GovCon CMMC Readiness Index — Q2 2026

An empirical analysis of CMMC Level 2 readiness across the Defense Industrial Base, with assessment volume trends, common gaps, and projected attainment timelines

Published May 19, 2026Aliff Solutions Editorial Team5 data sources

Executive Summary

DoD's Cybersecurity Maturity Model Certification (CMMC) is now a contractual requirement. Yet our analysis of DIBCAC and C3PAO assessment data, combined with FPDS contract obligation patterns, suggests that the majority of the Defense Industrial Base is still 12-24 months behind the certification timeline implied by 2027 DFARS 252.204-7021 contract clause incorporation. This report quantifies the readiness gap, identifies the most common control gaps blocking Level 2 attainment, and forecasts the realistic certification curve through 2028.

Key Findings

~80,000

Estimated size of the Defense Industrial Base required to certify at CMMC Level 2 to maintain DoD contract eligibility for CDI-handling work. Includes prime contractors and second-tier subs.

~3,400

Estimated CMMC Level 2 certifications completed or in-progress as of Q2 2026 — approximately 4.2% of the DIB Level 2 population.

~210 / month

Current sustained C3PAO assessment completion rate. At this pace, full DIB Level 2 certification would take 30+ years — clearly infeasible.

AC.L2-3.1.20

Most common control deficiency in failed/incomplete assessments — Limit connections of external information systems. Indicates DIB-wide weakness in third-party connection inventory and control.

AC.L2-3.1.12 + AC.L2-3.1.16

Second and third most common deficiencies — Monitor and control remote access sessions, and Authorize wireless access prior to allowing connections. Both reflect remote-work-era gaps.

$45K-$180K

Typical cost range for first-time C3PAO Level 2 assessment, varying by enclave size, scope, and remediation needs prior to assessment. Annual ongoing compliance is additional.

Methodology

Assessment volume estimates are derived from publicly available DIBCAC throughput data, C3PAO marketplace activity (CyberAB authorized assessor counts and reported engagement volumes), and SPRS score posting rates. Common control gap analysis aggregates anonymized findings from Aliff Solutions CMMC readiness engagements supplemented by publicly disclosed assessment findings. Defense Industrial Base population estimates are derived from FPDS contract obligation data for FY2024, filtered to entities with non-zero DoD direct or subcontract revenue. Projections through 2028 use historical assessment growth rates adjusted for stated CyberAB capacity additions.

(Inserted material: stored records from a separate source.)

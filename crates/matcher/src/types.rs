use serde::{Deserialize, Serialize};
use thiserror::Error;

/// A successful match of one query against one target.
#[derive(Debug, Clone, Serialize, Deserialize, PartialEq, Eq)]
pub struct FuzzyMatch {
    /// Non-positive relevance score; closer to zero is better.
    pub score: i64,
    /// Target char index for every query char, strictly increasing.
    pub matched_positions: Vec<usize>,
    /// Whether the word-boundary pass produced the positions. When `false`
    /// the greedy pass did, and the score carries the simple-match penalty.
    pub used_strict_phase: bool,
    /// Whether the winning pass needed an adjacent transposition.
    pub typo_used: bool,
}

/// Result of matching one query against one target.
#[derive(Debug, Clone, Serialize, Deserialize, PartialEq, Eq)]
#[serde(tag = "type", rename_all = "snake_case")]
pub enum MatchOutcome {
    NoMatch,
    Match(FuzzyMatch),
}

impl MatchOutcome {
    pub fn is_match(&self) -> bool {
        matches!(self, MatchOutcome::Match(_))
    }

    pub fn score(&self) -> Option<i64> {
        self.as_match().map(|m| m.score)
    }

    pub fn as_match(&self) -> Option<&FuzzyMatch> {
        match self {
            MatchOutcome::Match(m) => Some(m),
            MatchOutcome::NoMatch => None,
        }
    }

    pub fn into_match(self) -> Option<FuzzyMatch> {
        match self {
            MatchOutcome::Match(m) => Some(m),
            MatchOutcome::NoMatch => None,
        }
    }
}

impl From<Option<FuzzyMatch>> for MatchOutcome {
    fn from(value: Option<FuzzyMatch>) -> Self {
        value.map_or(MatchOutcome::NoMatch, MatchOutcome::Match)
    }
}

/// Scoring knobs for the match engine.
///
/// The defaults reproduce the reference scores; changing them changes every
/// score, so bump `version` when persisting scores produced with other
/// values.
#[derive(Debug, Clone, Serialize, Deserialize, PartialEq, Eq)]
pub struct MatchConfig {
    /// Configuration schema version.
    #[serde(default = "MatchConfig::default_version")]
    pub version: u32,
    /// Subtracted once when the winning pass used a transposition.
    #[serde(default = "MatchConfig::default_typo_penalty")]
    pub typo_penalty: i64,
    /// Multiplier applied to the gap cost of a match that only the greedy
    /// pass found.
    #[serde(default = "MatchConfig::default_simple_penalty_factor")]
    pub simple_penalty_factor: i64,
}

impl MatchConfig {
    pub(crate) fn default_version() -> u32 {
        1
    }

    pub(crate) fn default_typo_penalty() -> i64 {
        20
    }

    pub(crate) fn default_simple_penalty_factor() -> i64 {
        1000
    }

    pub fn validate(&self) -> Result<(), MatchError> {
        if self.version == 0 {
            return Err(MatchError::InvalidConfig(
                "config version must be >= 1".into(),
            ));
        }
        if self.typo_penalty < 0 {
            return Err(MatchError::InvalidConfig(
                "typo_penalty must be >= 0".into(),
            ));
        }
        if self.simple_penalty_factor < 1 {
            return Err(MatchError::InvalidConfig(
                "simple_penalty_factor must be >= 1".into(),
            ));
        }
        Ok(())
    }
}

impl Default for MatchConfig {
    fn default() -> Self {
        Self {
            version: Self::default_version(),
            typo_penalty: Self::default_typo_penalty(),
            simple_penalty_factor: Self::default_simple_penalty_factor(),
        }
    }
}

/// Errors produced by the matching layer.
#[derive(Debug, Error, Clone, PartialEq, Eq)]
pub enum MatchError {
    #[error("query must not be empty")]
    EmptyQuery,
    #[error("target must not be empty")]
    EmptyTarget,
    #[error("invalid match config: {0}")]
    InvalidConfig(String),
}

#[cfg(test)]
mod tests {
    use super::*;

    #[test]
    fn default_config_is_valid() {
        let cfg = MatchConfig::default();
        assert!(cfg.validate().is_ok());
        assert_eq!(cfg.typo_penalty, 20);
        assert_eq!(cfg.simple_penalty_factor, 1000);
    }

    #[test]
    fn negative_typo_penalty_rejected() {
        let cfg = MatchConfig {
            typo_penalty: -1,
            ..MatchConfig::default()
        };
        let err = cfg.validate().expect_err("config should be invalid");
        match err {
            MatchError::InvalidConfig(msg) => assert!(msg.contains("typo_penalty")),
            other => panic!("unexpected error: {other}"),
        }
    }

    #[test]
    fn zero_penalty_factor_rejected() {
        let cfg = MatchConfig {
            simple_penalty_factor: 0,
            ..MatchConfig::default()
        };
        assert!(matches!(cfg.validate(), Err(MatchError::InvalidConfig(_))));
    }

    #[test]
    fn outcome_serializes_with_tag() {
        let outcome = MatchOutcome::Match(FuzzyMatch {
            score: -3,
            matched_positions: vec![0, 1],
            used_strict_phase: true,
            typo_used: false,
        });
        let json = serde_json::to_value(&outcome).expect("serialize");
        assert_eq!(json["type"], "match");
        assert_eq!(json["score"], -3);

        let none = serde_json::to_value(MatchOutcome::NoMatch).expect("serialize");
        assert_eq!(none["type"], "no_match");
    }

    #[test]
    fn outcome_accessors() {
        assert_eq!(MatchOutcome::NoMatch.score(), None);
        assert!(!MatchOutcome::from(None).is_match());
    }
}
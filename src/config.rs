//! YAML configuration file support for fuzzmatch.
//!
//! One file configures every stage: the prepared-string cache, the match
//! engine's scoring knobs and the statistics layer. Missing sections and
//! fields fall back to their defaults.
//!
//! ## Example YAML Configuration
//!
//! ```yaml
//! version: "1.0"
//! name: "chat triggers"
//! max_target_len: 2000
//!
//! cache:
//!   max_cached_len: 999
//!   capacity: 4096
//!
//! matcher:
//!   version: 1
//!   typo_penalty: 20
//!   simple_penalty_factor: 1000
//!
//! stats:
//!   z_score: "legacy"
//! ```

use std::fs;
use std::path::Path;

use matcher::MatchConfig;
use prepare::CacheConfig;
use serde::{Deserialize, Serialize};
use stats::StatsConfig;
use thiserror::Error;

/// Errors that can occur when loading YAML configuration files
#[derive(Debug, Error)]
pub enum ConfigLoadError {
    #[error("failed to read config file: {0}")]
    FileRead(#[from] std::io::Error),

    #[error("failed to parse YAML: {0}")]
    YamlParse(#[from] serde_yaml::Error),

    #[error("validation error: {0}")]
    Validation(String),

    #[error("unsupported config version: {0}")]
    UnsupportedVersion(String),
}

/// Top-level configuration for a [`FuzzyMatcher`](crate::FuzzyMatcher).
#[derive(Debug, Clone, Serialize, Deserialize, PartialEq)]
#[serde(rename_all = "snake_case")]
pub struct FuzzConfig {
    /// Configuration format version
    #[serde(default = "default_format_version")]
    pub version: String,

    /// Optional configuration name/description
    #[serde(default)]
    pub name: Option<String>,

    /// Targets with more chars than this are rejected before matching.
    #[serde(default)]
    pub max_target_len: Option<usize>,

    #[serde(default)]
    pub cache: CacheConfig,

    #[serde(default)]
    pub matcher: MatchConfig,

    #[serde(default)]
    pub stats: StatsConfig,
}

impl FuzzConfig {
    /// Load a YAML configuration file from the given path
    pub fn from_file<P: AsRef<Path>>(path: P) -> Result<Self, ConfigLoadError> {
        let content = fs::read_to_string(path)?;
        Self::from_yaml(&content)
    }

    /// Parse YAML configuration from a string
    pub fn from_yaml(yaml: &str) -> Result<Self, ConfigLoadError> {
        let config: FuzzConfig = serde_yaml::from_str(yaml)?;
        config.validate()?;
        Ok(config)
    }

    pub fn validate(&self) -> Result<(), ConfigLoadError> {
        match self.version.as_str() {
            "1.0" | "1" => Ok(()),
            v => Err(ConfigLoadError::UnsupportedVersion(v.to_string())),
        }?;

        if self.max_target_len == Some(0) {
            return Err(ConfigLoadError::Validation(
                "max_target_len must be >= 1".to_string(),
            ));
        }
        self.cache
            .validate()
            .map_err(|e| ConfigLoadError::Validation(format!("cache: {e}")))?;
        self.matcher
            .validate()
            .map_err(|e| ConfigLoadError::Validation(format!("matcher: {e}")))?;
        self.stats
            .validate()
            .map_err(|e| ConfigLoadError::Validation(format!("stats: {e}")))?;

        Ok(())
    }
}

impl Default for FuzzConfig {
    fn default() -> Self {
        Self {
            version: default_format_version(),
            name: None,
            max_target_len: None,
            cache: CacheConfig::default(),
            matcher: MatchConfig::default(),
            stats: StatsConfig::default(),
        }
    }
}

fn default_format_version() -> String {
    "1.0".to_string()
}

What CMMC Is and Why It Matters

The Cybersecurity Maturity Model Certification (CMMC) is DoD's framework for assessing and certifying cybersecurity posture across the Defense Industrial Base. It applies to contractors and subcontractors handling Federal Contract Information (FCI) or Controlled Unclassified Information (CUI) on DoD work.

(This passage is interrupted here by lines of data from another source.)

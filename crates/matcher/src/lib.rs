//! # Fuzzy Matcher (`matcher`)
//!
//! ## Purpose
//!
//! `matcher` scores how well a short query (a trigger word, a command name)
//! fits inside a longer target (a chat message, a file path). It sits on top
//! of `prepare`, which turns strings into lower-case codes and word-beginning
//! tables, and produces the [`ScoreSeries`](stats::ScoreSeries) values that
//! `stats` summarizes.
//!
//! Matching runs in two passes:
//! - a greedy pass that places each query char at the next equal char, and
//! - a strict pass that only ever jumps between word beginnings.
//!
//! A strict success scores by its gaps; a greedy-only success is multiplied by
//! [`MatchConfig::simple_penalty_factor`]. With typos allowed, either pass may
//! swap one adjacent pair of query chars ("firts" finds "first") at the cost
//! of [`MatchConfig::typo_penalty`].
//!
//! ## Core Types
//!
//! - [`MatchOutcome`]: `NoMatch` or a [`FuzzyMatch`] with score and positions.
//! - [`MatchSession`]: scratch buffers; reuse one per thread of work.
//! - [`BatchMatcher`]: cache-backed pair and batch evaluation.
//! - [`Tolerance`]: selects [`match_with_typo`] or [`match_strict_only`].
//!
//! ## Example Usage
//!
//! ```
//! use std::sync::Arc;
//! use matcher::{BatchMatcher, MatchConfig};
//! use prepare::PreparedCache;
//!
//! let matcher = BatchMatcher::new(Arc::new(PreparedCache::default()), MatchConfig::default())
//!     .expect("valid config");
//!
//! let outcome = matcher
//!     .match_pair("firts", "Hi first time in your room", true)
//!     .expect("non-empty inputs");
//! let hit = outcome.as_match().expect("transposition is tolerated");
//! assert!(hit.typo_used);
//!
//! let series = matcher
//!     .run("Hi first time in your room", &["room", "giraffe"], true)
//!     .expect("non-empty target");
//! assert_eq!(series.matched_count(), 1);
//! ```
//!
//! ## Observability
//!
//! Install a [`MatchMetrics`] implementation via [`set_match_metrics`] to
//! record per-pair and per-batch latency and match counts. `tracing` events
//! (`match_complete`, `batch_complete`, `batch_empty_query`) carry the same
//! data for log-based setups.

pub mod batch;
pub mod engine;
pub mod metrics;
pub mod session;
pub mod types;

pub use crate::batch::BatchMatcher;
pub use crate::engine::{match_prepared, match_strict_only, match_with_typo, Tolerance};
pub use crate::metrics::{set_match_metrics, MatchMetrics};
pub use crate::session::MatchSession;
pub use crate::types::{FuzzyMatch, MatchConfig, MatchError, MatchOutcome};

CMMC has three levels. Level 1 is annual self-assessment for FCI-only contractors. Level 2 requires C3PAO third-party assessment every three years for CUI-handling contractors. Level 3 requires DIBCAC government assessment for the highest-priority CUI contracts.

The 32 CFR Part 170 final rule incorporates CMMC into DFARS clause [252.204-7021](/far/252-204-7021). Phased contract clause incorporation runs through 2027-2028, but the practical effect is already visible: DoD contracting officers are conditioning task order awards on SPRS scores and stated CMMC posture, even when the explicit clause has not yet been incorporated.

For contractors handling CUI, Level 2 certification is rapidly becoming a contractual prerequisite for DoD work. Firms that delay risk losing recompete eligibility as their current contracts expire under updated DFARS clause incorporation.

The Readiness Gap

The arithmetic of CMMC adoption is sobering. Our DIB population estimate is approximately 80,000 entities required to certify at Level 2. As of Q2 2026, our analysis suggests approximately 3,400 are certified or in active assessment — roughly 4.2%.

At the current sustained C3PAO assessment completion rate of approximately 210 per month, full DIB Level 2 certification would require 30+ years. This is clearly infeasible given DoD's stated 2027-2028 contract clause incorporation timeline.

Three things must happen for the math to work: (1) C3PAO capacity must expand dramatically — CyberAB is authorizing additional assessors but capacity growth is rate-limited by the assessor training and certification pipeline; (2) some portion of the DIB will exit DoD work rather than certify, particularly small commercial firms whose DoD revenue is modest relative to certification cost; and (3) self-assessment pathways or phased certification options may emerge for lower-risk CUI categories.

The implication for contractors: certification timing is competitive advantage. Firms that complete Level 2 in 2026-2027 will face significantly less competition for CUI-handling contracts as DoD's contracting officer pool tightens the SPRS and CMMC posture filters. Waiting until 2028 to begin readiness work will likely mean losing eligibility for the recompete cohort expiring in that window.

The Common Control Gaps

Aggregating findings from Aliff Solutions CMMC readiness engagements and publicly disclosed assessment outcomes, the most consistently weak NIST SP 800-171 controls fall into four clusters:

**Access Control (AC family)** — AC.L2-3.1.20 (Limit connections of external information systems) leads the deficiency list, followed by AC.L2-3.1.12 (Monitor and control remote access sessions) and AC.L2-3.1.16 (Authorize wireless access prior to allowing connections). These reflect DIB-wide weakness in third-party connection inventory, remote-work governance, and wireless network hygiene — all amplified by the post-2020 distributed-work shift.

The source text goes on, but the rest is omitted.